YOUR OBJECTIVE>
Output the entries verbatim, including every line.

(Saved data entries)
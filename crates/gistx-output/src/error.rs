//! Error types for artifact generation.

use std::path::PathBuf;
use thiserror::Error;

/// Errors raised while writing survey artifacts. Any of these aborts the
/// remaining packaging steps.
#[derive(Debug, Error)]
pub enum OutputError {
    // === File System Errors ===
    #[error("failed to write {path}: {source}")]
    Write {
        path: PathBuf,
        #[source]
        source: std::io::Error,
    },

    #[error("failed to read {path}: {source}")]
    Read {
        path: PathBuf,
        #[source]
        source: std::io::Error,
    },

    #[error("failed to delete {path}: {source}")]
    Remove {
        path: PathBuf,
        #[source]
        source: std::io::Error,
    },

    // === Serialization Errors ===
    /// The in-memory XML writer failed.
    #[error("failed to serialize XML: {0}")]
    XmlWrite(#[from] std::io::Error),

    #[error("XML error: {0}")]
    Xml(#[from] quick_xml::Error),

    /// An emitted document did not parse back.
    #[error("{file} is not well-formed XML: {message}")]
    MalformedXml { file: String, message: String },

    #[error("failed to serialize manifest: {0}")]
    Json(#[from] serde_json::Error),

    // === Packaging Errors ===
    #[error("failed to build zip {path}: {source}")]
    Zip {
        path: PathBuf,
        #[source]
        source: zip::result::ZipError,
    },
}

/// Result type for output operations.
pub type Result<T> = std::result::Result<T, OutputError>;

RESPONSE TO THE TASK>
filename crates/gistx-output/src/error.rs
//! Error types for artifact generation.

use std::path::PathBuf;
use thiserror::Error;

/// Errors raised while writing survey artifacts. Any of these aborts the
/// remaining packaging steps.
#[derive(Debug, Error)]
pub enum OutputError {
    // === File System Errors ===
    #[error("failed to write {path}: {source}")]
    Write {
        path: PathBuf,
        #[source]
        source: std::io::Error,
    },

    #[error("failed to read {path}: {source}")]
    Read {
        path: PathBuf,
        #[source]
        source: std::io::Error,
    },

    #[error("failed to delete {path}: {source}")]
    Remove {
        path: PathBuf,
        #[source]
        source: std::io::Error,
    },

    // === Serialization Errors ===
    /// The in-memory XML writer failed.
    #[error("failed to serialize XML: {0}")]
    XmlWrite(#[from] std::io::Error),

    #[error("XML error: {0}")]
    Xml(#[from] quick_xml::Error),

    /// An emitted document did not parse back.
    #[error("{file} is not well-formed XML: {message}")]
    MalformedXml { file: String, message: String },

    #[error("failed to serialize manifest: {0}")]
    Json(#[from] serde_json::Error),

    // === Packaging Errors ===
    #[error("failed to build zip {path}: {source}")]
    Zip {
        path: PathBuf,
        #[source]
        source: zip::result::ZipError,
    },
}

/// Result type for output operations.
pub type Result<T> = std::result::Result<T, OutputError>;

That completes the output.